Gradients are the new intervals

At the New England Symposium on Graphics, James Tompkin compared graphics researchers to magpies: they're easily distracted by shiny objects and pretty renderings.

While this is true, the analogy also holds from a different angle: when I'm reading graphics papers, I'm constantly looking for ideas to steal bring back to my nest.

Researchers at IRIT and Adobe Research recently published a paper that's full of interesting ideas, and I'd like to talk about it.

Picture of the paper, showing the abstract and title

This blog post assumes a vague understanding of implicit surface rasterization, and how interval arithmetic is used to both skip regions of space and simplify complex expressions. See this section of the Fidget writeup for a short introduction, or my colloquium talk for a longer explanation.

Here's the key sentence from the paper's abstract:

We introduce an efficient hierarchical tree pruning method based on the Lipschitz property of SDFs, which is compatible with hard and smooth CSG operators.

In this case, "the Lipschitz property" means that the gradient of the distance value is bounded, e.g. $||\nabla f(x, y, z)|| \lt 1$. You'll also see it referred to as Lipschitz continuity.

Lipschitz continuity provides a bound on the maximum change in the distance value between two points: if you have points $\vec{p}$ and $\vec{q}$ in 3D space, then

$$|f(\vec{p}) - f(\vec{q})| \le ||\vec{p} - \vec{q}||$$

Given this requirement on the distance fields, the authors present two core tricks that can be applied to CSG-tree-flavored models:

These optimizations make rendering dramatically cheaper, allowing for interactive visualizations of complex models.

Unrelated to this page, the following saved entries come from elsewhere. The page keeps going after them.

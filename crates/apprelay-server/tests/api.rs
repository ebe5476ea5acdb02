//! End-to-end tests for the HTTP surface with stubbed collaborators

use std::path::Path;
use std::sync::atomic::{AtomicUsize, Ordering};
use std::sync::Arc;
use std::time::Duration;

use async_trait::async_trait;
use axum::body::{to_bytes, Body};
use axum::http::{header, Request, StatusCode};
use serde_json::{json, Value};
use tokio_stream::StreamExt;
use tower::ServiceExt;

use apprelay_cloud::{
    BuildLogFetcher, BuildService, BuildTracker, LogEvent, ObjectStore, TrackerConfig,
};
use apprelay_core::error::{Error, Result};
use apprelay_core::ClockTranslator;
use apprelay_device::{DeviceBridge, DeviceSession, InstallReactor};
use apprelay_server::bus::{ChannelBroker, EventBusBridge};
use apprelay_server::{routes, AppState};

// ─────────────────────────────────────────────────────────────────
// Stub collaborators
// ─────────────────────────────────────────────────────────────────

struct StubBuildService;

#[async_trait]
impl BuildService for StubBuildService {
    async fn create_project(&self, name: &str, _repo: &str, _buildspec: &str) -> Result<()> {
        // Project was initialized by an earlier trigger
        Err(Error::already_exists(name))
    }

    async fn start_run(&self, _project: &str) -> Result<String> {
        Ok("run-7".to_string())
    }

    async fn run_status(&self, project: &str, run_id: &str) -> Result<String> {
        if run_id == "run-7" {
            Ok("SUCCEEDED".to_string())
        } else {
            Err(Error::not_found(format!("run {project}:{run_id}")))
        }
    }

    async fn log_events(
        &self,
        _group: &str,
        _stream: &str,
        since_millis: i64,
    ) -> Result<Vec<LogEvent>> {
        Ok(vec![LogEvent {
            timestamp: since_millis + 1,
            message: "run started".to_string(),
        }])
    }
}

/// Counts install attempts; optionally fails every download
struct StubStore {
    attempts: Arc<AtomicUsize>,
    fail: bool,
}

#[async_trait]
impl ObjectStore for StubStore {
    async fn download(&self, bucket: &str, key: &str, dest: &Path) -> Result<()> {
        self.attempts.fetch_add(1, Ordering::SeqCst);
        if self.fail {
            Err(Error::not_found(format!("object {bucket}/{key}")))
        } else {
            std::fs::write(dest, b"apk-bytes")?;
            Ok(())
        }
    }
}

/// Device with no processes running; install steps succeed
struct StubBridge;

#[async_trait]
impl DeviceBridge for StubBridge {
    async fn list_processes(&self) -> Result<String> {
        Ok("USER PID PPID NAME\n".to_string())
    }

    async fn tail_log(&self, _since_marker: &str) -> Result<String> {
        Ok(String::new())
    }

    async fn uninstall(&self, _package_id: &str) -> Result<()> {
        Ok(())
    }

    async fn install(&self, _artifact: &Path) -> Result<()> {
        Ok(())
    }

    async fn inspect_package_id(&self, _artifact: &Path) -> Result<String> {
        Ok("com.rexz.testapp".to_string())
    }
}

struct TestHarness {
    state: AppState,
    install_attempts: Arc<AtomicUsize>,
    _staging: tempfile::TempDir,
    _projects: tempfile::TempDir,
}

fn harness(store_fails: bool) -> TestHarness {
    let staging = tempfile::TempDir::new().unwrap();
    let projects = tempfile::TempDir::new().unwrap();
    let install_attempts = Arc::new(AtomicUsize::new(0));

    let clock = ClockTranslator::default();
    let service: Arc<dyn BuildService> = Arc::new(StubBuildService);
    let store: Arc<dyn ObjectStore> = Arc::new(StubStore {
        attempts: install_attempts.clone(),
        fail: store_fails,
    });
    let bridge: Arc<dyn DeviceBridge> = Arc::new(StubBridge);

    let state = AppState {
        tracker: BuildTracker::new(service.clone(), TrackerConfig::default()),
        build_logs: BuildLogFetcher::new(service, "/codebuild/", clock),
        session: DeviceSession::new(bridge.clone(), clock),
        reactor: InstallReactor::new(store, bridge, "artifacts", staging.path()),
        bridge: EventBusBridge::new(Arc::new(ChannelBroker::new())),
        projects_dir: projects.path().to_path_buf(),
    };

    TestHarness {
        state,
        install_attempts,
        _staging: staging,
        _projects: projects,
    }
}

async fn json_body(response: axum::response::Response) -> Value {
    let bytes = to_bytes(response.into_body(), usize::MAX).await.unwrap();
    serde_json::from_slice(&bytes).unwrap()
}

fn post_json(uri: &str, body: &Value) -> Request<Body> {
    Request::builder()
        .method("POST")
        .uri(uri)
        .header(header::CONTENT_TYPE, "application/json")
        .body(Body::from(serde_json::to_vec(body).unwrap()))
        .unwrap()
}

fn get(uri: &str) -> Request<Body> {
    Request::builder().uri(uri).body(Body::empty()).unwrap()
}

// ─────────────────────────────────────────────────────────────────
// Builds
// ─────────────────────────────────────────────────────────────────

#[tokio::test]
async fn trigger_build_returns_composed_build_id() {
    let h = harness(false);
    let app = routes::router(h.state);

    let response = app
        .oneshot(post_json("/projects/demo/builds", &json!({})))
        .await
        .unwrap();

    assert_eq!(response.status(), StatusCode::OK);
    let body = json_body(response).await;
    assert_eq!(body["buildId"], "demo:run-7");
}

#[tokio::test]
async fn trigger_build_announces_on_project_channel() {
    let h = harness(false);
    let mut events = Box::pin(h.state.bridge.subscribe("demo"));
    let app = routes::router(h.state);

    app.oneshot(post_json("/projects/demo/builds", &json!({})))
        .await
        .unwrap();

    let frame = tokio::time::timeout(Duration::from_millis(200), events.next())
        .await
        .expect("event expected")
        .unwrap();
    let event: Value = serde_json::from_str(&frame).unwrap();
    assert_eq!(event["action"], "build-started");
    assert_eq!(event["data"], "demo:run-7");
}

#[tokio::test]
async fn build_status_maps_remote_vocabulary() {
    let h = harness(false);
    let app = routes::router(h.state);

    let response = app.oneshot(get("/builds/demo:run-7")).await.unwrap();

    assert_eq!(response.status(), StatusCode::OK);
    assert_eq!(json_body(response).await["status"], "SUCCEEDED");
}

#[tokio::test]
async fn build_status_unknown_run_is_404() {
    let h = harness(false);
    let app = routes::router(h.state);

    let response = app.oneshot(get("/builds/demo:ghost")).await.unwrap();
    assert_eq!(response.status(), StatusCode::NOT_FOUND);
}

#[tokio::test]
async fn build_logs_since_zero_returns_run_start() {
    let h = harness(false);
    let app = routes::router(h.state);

    let response = app
        .oneshot(get("/builds/demo:run-7/logs?since=0"))
        .await
        .unwrap();

    assert_eq!(response.status(), StatusCode::OK);
    let body = json_body(response).await;
    assert_eq!(body["events"][0]["message"], "run started");
    assert!(body["nextSince"].as_i64().unwrap() > 0);
}

// ─────────────────────────────────────────────────────────────────
// Device telemetry
// ─────────────────────────────────────────────────────────────────

#[tokio::test]
async fn device_logs_for_stopped_app_is_empty_not_an_error() {
    let h = harness(false);
    let app = routes::router(h.state);

    let response = app
        .oneshot(get("/device/logs?app=com.example.app&since=0"))
        .await
        .unwrap();

    assert_eq!(response.status(), StatusCode::OK);
    let body = json_body(response).await;
    assert_eq!(body["appLog"], "");
    assert!(body["lastAppLogTimestamp"].as_i64().unwrap() > 0);
}

// ─────────────────────────────────────────────────────────────────
// Events
// ─────────────────────────────────────────────────────────────────

#[tokio::test]
async fn publish_echoes_body_and_reaches_subscriber() {
    let h = harness(false);
    let mut events = Box::pin(h.state.bridge.subscribe("demo"));
    let app = routes::router(h.state);

    let body = json!({"action": "log-appended", "project": "demo", "data": "a line"});
    let response = app
        .oneshot(post_json("/projects/demo/events", &body))
        .await
        .unwrap();

    assert_eq!(response.status(), StatusCode::OK);
    assert_eq!(json_body(response).await, body);

    let frame = tokio::time::timeout(Duration::from_millis(200), events.next())
        .await
        .expect("event expected")
        .unwrap();
    assert_eq!(serde_json::from_str::<Value>(&frame).unwrap(), body);
}

#[tokio::test]
async fn build_finished_triggers_exactly_one_install_attempt() {
    let h = harness(false);
    let attempts = h.install_attempts.clone();
    let app = routes::router(h.state);

    let body = json!({"action": "build-finished", "project": "demo", "data": "demo/app-debug.apk"});
    let response = app
        .oneshot(post_json("/projects/demo/events", &body))
        .await
        .unwrap();

    assert_eq!(response.status(), StatusCode::OK);
    assert_eq!(attempts.load(Ordering::SeqCst), 1);
}

#[tokio::test]
async fn install_failure_does_not_suppress_delivery() {
    let h = harness(true);
    let attempts = h.install_attempts.clone();
    let mut events = Box::pin(h.state.bridge.subscribe("demo"));
    let app = routes::router(h.state);

    let body = json!({"action": "build-finished", "project": "demo", "data": "demo/app-debug.apk"});
    let response = app
        .oneshot(post_json("/projects/demo/events", &body))
        .await
        .unwrap();

    // The event is echoed and fanned out even though the fetch failed
    assert_eq!(response.status(), StatusCode::OK);
    assert_eq!(attempts.load(Ordering::SeqCst), 1);

    let frame = tokio::time::timeout(Duration::from_millis(200), events.next())
        .await
        .expect("event expected")
        .unwrap();
    let event: Value = serde_json::from_str(&frame).unwrap();
    assert_eq!(event["action"], "build-finished");
}

#[tokio::test]
async fn other_actions_do_not_touch_the_device() {
    let h = harness(false);
    let attempts = h.install_attempts.clone();
    let app = routes::router(h.state);

    let body = json!({"action": "build-started", "project": "demo", "data": "demo:run-7"});
    app.oneshot(post_json("/projects/demo/events", &body))
        .await
        .unwrap();

    assert_eq!(attempts.load(Ordering::SeqCst), 0);
}

#[tokio::test]
async fn publish_rejects_bodies_without_action() {
    let h = harness(false);
    let app = routes::router(h.state);

    let response = app
        .oneshot(post_json("/projects/demo/events", &json!({"project": "demo"})))
        .await
        .unwrap();

    assert_eq!(response.status(), StatusCode::BAD_REQUEST);
}

// ─────────────────────────────────────────────────────────────────
// Misc
// ─────────────────────────────────────────────────────────────────

#[tokio::test]
async fn time_returns_epoch_millis() {
    let h = harness(false);
    let app = routes::router(h.state);

    let response = app.oneshot(get("/time")).await.unwrap();
    assert_eq!(response.status(), StatusCode::OK);
    assert!(json_body(response).await["time"].as_i64().unwrap() > 1_500_000_000_000);
}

The first optimization also sounds familiar – I presented something similar back in 2020 (which itself builds on work from 1992):

To render a model, its underlying expression is evaluated in a shallow hierarchy of spatial regions, using a high branching factor for efficient parallelization. Interval arithmetic is used to both skip empty regions and construct reduced versions of the expression. The latter is the optimization that makes our algorithm practical: in one benchmark, expression complexity decreases by two orders of magnitude between the original and reduced expressions.

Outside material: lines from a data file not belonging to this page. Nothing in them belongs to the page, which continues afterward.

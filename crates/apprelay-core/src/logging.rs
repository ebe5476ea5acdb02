//! Logging configuration using tracing

use std::path::PathBuf;
use tracing_appender::rolling::{RollingFileAppender, Rotation};
use tracing_subscriber::{fmt, prelude::*, EnvFilter};

use crate::error::Result;

/// Initialize the logging subsystem
///
/// Logs are written to `~/.local/share/apprelay/logs/`
/// Log level is controlled by `APPRELAY_LOG` environment variable.
///
/// # Examples
/// ```bash
/// APPRELAY_LOG=debug cargo run
/// APPRELAY_LOG=trace cargo run
/// ```
pub fn init() -> Result<()> {
    let log_dir = get_log_directory()?;
    std::fs::create_dir_all(&log_dir)?;

    let file_appender = RollingFileAppender::new(Rotation::DAILY, &log_dir, "apprelay.log");

    // Default to info, allow override via APPRELAY_LOG
    let env_filter = EnvFilter::try_from_env("APPRELAY_LOG")
        .unwrap_or_else(|_| EnvFilter::new("apprelay=info,warn"));

    tracing_subscriber::registry()
        .with(env_filter)
        .with(
            fmt::layer()
                .with_writer(file_appender)
                .with_ansi(false)
                .with_target(true)
                .with_thread_ids(false)
                .with_file(true)
                .with_line_number(true)
                .with_timer(fmt::time::ChronoLocal::new(
                    "%Y-%m-%d %H:%M:%S%.3f".to_string(),
                )),
        )
        .init();

    tracing::info!("═══════════════════════════════════════════════════════");
    tracing::info!("apprelay starting");
    tracing::info!("Log directory: {}", log_dir.display());
    tracing::info!("═══════════════════════════════════════════════════════");

    Ok(())
}

/// Get the log directory path
fn get_log_directory() -> Result<PathBuf> {
    let base = dirs::data_local_dir().unwrap_or_else(|| PathBuf::from("."));
    Ok(base.join("apprelay").join("logs"))
}

/// Get the log file path for the current day
pub fn get_current_log_file() -> Result<PathBuf> {
    let dir = get_log_directory()?;
    Ok(dir.join("apprelay.log"))
}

Here's the big difference: my implementation used interval arithmetic on arbitrary math expressions, while this new paper uses single-point evaluation on Lipschitz-continuous primitives.

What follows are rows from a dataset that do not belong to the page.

//! Install reaction: fetch a finished build's artifact and put it on the
//! attached device.
//!
//! Triggered from the event publish path for completion events. Steps run
//! sequentially with no rollback; any failure is reported upward but must
//! never suppress delivery of the triggering event; the caller publishes
//! regardless of the outcome here.

use std::path::PathBuf;
use std::sync::Arc;

use apprelay_core::prelude::*;
use apprelay_core::{InstallStep, ProjectEvent};
use apprelay_cloud::ObjectStore;

use crate::bridge::DeviceBridge;

/// Reacts to completion events by installing the built artifact
#[derive(Clone)]
pub struct InstallReactor {
    store: Arc<dyn ObjectStore>,
    bridge: Arc<dyn DeviceBridge>,
    bucket: String,
    staging_dir: PathBuf,
}

impl InstallReactor {
    pub fn new(
        store: Arc<dyn ObjectStore>,
        bridge: Arc<dyn DeviceBridge>,
        bucket: impl Into<String>,
        staging_dir: impl Into<PathBuf>,
    ) -> Self {
        Self {
            store,
            bridge,
            bucket: bucket.into(),
            staging_dir: staging_dir.into(),
        }
    }

    /// Object-store key a project's artifact is published under when the
    /// event does not carry an explicit reference
    pub fn default_artifact_key(project: &str) -> String {
        format!("{project}/app-debug.apk")
    }

    /// Run the full reaction for one completion event:
    /// fetch -> inspect -> uninstall -> install -> cleanup.
    pub async fn on_build_finished(&self, event: &ProjectEvent) -> Result<()> {
        let key = event
            .artifact_ref()
            .map(str::to_string)
            .unwrap_or_else(|| Self::default_artifact_key(&event.project));
        let staged = self.staging_dir.join(format!("{}-app.apk", event.project));

        info!(
            "Install reaction for {}: fetching {}/{key}",
            event.project, self.bucket
        );

        self.store
            .download(&self.bucket, &key, &staged)
            .await
            .map_err(|e| step_err(InstallStep::Fetch, e))?;

        let outcome = self.install_staged(&staged).await;

        // The staged copy is removed even after a failed install; a
        // cleanup failure only surfaces when everything else worked
        if let Err(e) = tokio::fs::remove_file(&staged).await {
            warn!("Failed to remove staged artifact {}: {e}", staged.display());
            if outcome.is_ok() {
                return Err(Error::install(InstallStep::Cleanup, e.to_string()));
            }
        }

        outcome
    }

    async fn install_staged(&self, staged: &std::path::Path) -> Result<()> {
        let package_id = self
            .bridge
            .inspect_package_id(staged)
            .await
            .map_err(|e| step_err(InstallStep::Inspect, e))?;
        debug!("Artifact package id: {package_id}");

        self.bridge
            .uninstall(&package_id)
            .await
            .map_err(|e| step_err(InstallStep::Uninstall, e))?;

        self.bridge
            .install(staged)
            .await
            .map_err(|e| step_err(InstallStep::Install, e))?;

        info!("Installed {package_id} from {}", staged.display());
        Ok(())
    }
}

/// Tag an underlying failure with the step it happened in, unless the
/// bridge already did
fn step_err(step: InstallStep, err: Error) -> Error {
    match err {
        e @ Error::InstallFailure { .. } => e,
        e => Error::install(step, e.to_string()),
    }
}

Single-point evaluation is cheaper, and also doesn't suffer from the conservative nature of interval arithmetic (where intervals tend to grow over time). However, their shapes are limited to a set of well-behaved primitives and transforms; something as simple as scaling a model can break Lipschitz continuity if not handled carefully.

After thinking about it for a few days, I ended up taking home a slightly different conclusion than the paper presented:

If your distance field is Lipschitz-continuous, then you can use single-point evaluation to get interval-ish results, then apply all the usual tricks which normally require interval arithmetic.

I've now gone far too long without showing a pretty picture (the magpies in the audience are growing rowdy), so let's dig into some examples. I'm going to take this idea — of using single-point evaluations to get pseudo-intervals — and see how it applies to my usual box of tools.

Note that I'm not hewing to the implementation from the paper (which you should go read, it's great!); I'm taking this idea and running in a slightly different direction based on my background knowledge.


Basic rendering

Here's a circle of radius 1, $f(x, y) = \sqrt{x^2 + y^2} - 1$:

Picture of a circle with field lines shown

It's rendered with orange / blue indicating whether we're inside or outside the shape, and field lines showing the distance field values. I'm not sure who developed the original coloring strategy, but it's pervasive on Shadertoy; I borrowed it from Inigo Quilez.

My typical strategy for rendering is to do several rounds of evaluation using interval arithmetic, then pixel-by-pixel evaluation of the remaining ambiguous regions. The goal is to produce a binary image: each pixel is either inside or outside, depending on sign.

Interval evaluation takes intervals for $x$ and $y$, and returns an interval output.
For example, we can evaluate a region in the top-left quadrant:

$$f([0.5, 1.5], [0.5, 1.5]) = [-0.3, 1.12]$$

Picture of a circle with field lines and a rectangle region

Because the interval result is ambiguous (contains 0), we can't prove this region inside or outside the shape, so we subdivide and recurse. If it was unambiguously less than or greater than zero, we could stop processing right away!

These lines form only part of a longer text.